*DATA TO EXAMINE*:
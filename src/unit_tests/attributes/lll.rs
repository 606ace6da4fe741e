use super::*;
use crate::error::SatError;
use crate::instance::Instance;

#[test]
fn test_dense_uniform_instance_may_be_unsatisfiable() {
    // All 8 clauses over 3 variables: every clause has 7 neighbours ≥ 2^(3-2).
    let clauses = (0..8).map(|bits: i32| {
        vec![
            if bits & 1 == 0 { 1 } else { -1 },
            if bits & 2 == 0 { 2 } else { -2 },
            if bits & 4 == 0 { 3 } else { -3 },
        ]
    });
    let instance = Instance::from_literals(clauses).unwrap();
    assert_eq!(is_lll_satisfied(&instance), Ok(true));
}

#[test]
fn test_sparse_instance_is_trivially_satisfiable() {
    // Variable-disjoint clauses have no neighbours at all.
    let instance = Instance::from_literals([vec![1, 2], vec![3, 4]]).unwrap();
    assert_eq!(is_lll_satisfied(&instance), Ok(false));
}

#[test]
fn test_non_uniform_lengths_are_rejected() {
    let instance = Instance::from_literals([vec![1, 2], vec![3]]).unwrap();
    assert_eq!(is_lll_satisfied(&instance), Err(SatError::LllNotApplicable));
}

#[test]
fn test_empty_instance_is_trivially_satisfiable() {
    let instance = Instance::from_literals([]).unwrap();
    assert_eq!(is_lll_satisfied(&instance), Ok(false));
}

*PROBLEM DESCRIPTION*: Return all the lines shown above, word for word.

*TASK SOLUTION*:
filename src/unit_tests/attributes/lll.rs
repository 606ace6da4fe741e
use super::*;
use crate::error::SatError;
use crate::instance::Instance;

#[test]
fn test_dense_uniform_instance_may_be_unsatisfiable() {
    // All 8 clauses over 3 variables: every clause has 7 neighbours ≥ 2^(3-2).
    let clauses = (0..8).map(|bits: i32| {
        vec![
            if bits & 1 == 0 { 1 } else { -1 },
            if bits & 2 == 0 { 2 } else { -2 },
            if bits & 4 == 0 { 3 } else { -3 },
        ]
    });
    let instance = Instance::from_literals(clauses).unwrap();
    assert_eq!(is_lll_satisfied(&instance), Ok(true));
}

#[test]
fn test_sparse_instance_is_trivially_satisfiable() {
    // Variable-disjoint clauses have no neighbours at all.
    let instance = Instance::from_literals([vec![1, 2], vec![3, 4]]).unwrap();
    assert_eq!(is_lll_satisfied(&instance), Ok(false));
}

#[test]
fn test_non_uniform_lengths_are_rejected() {
    let instance = Instance::from_literals([vec![1, 2], vec![3]]).unwrap();
    assert_eq!(is_lll_satisfied(&instance), Err(SatError::LllNotApplicable));
}

#[test]
fn test_empty_instance_is_trivially_satisfiable() {
    let instance = Instance::from_literals([]).unwrap();
    assert_eq!(is_lll_satisfied(&instance), Ok(false));
}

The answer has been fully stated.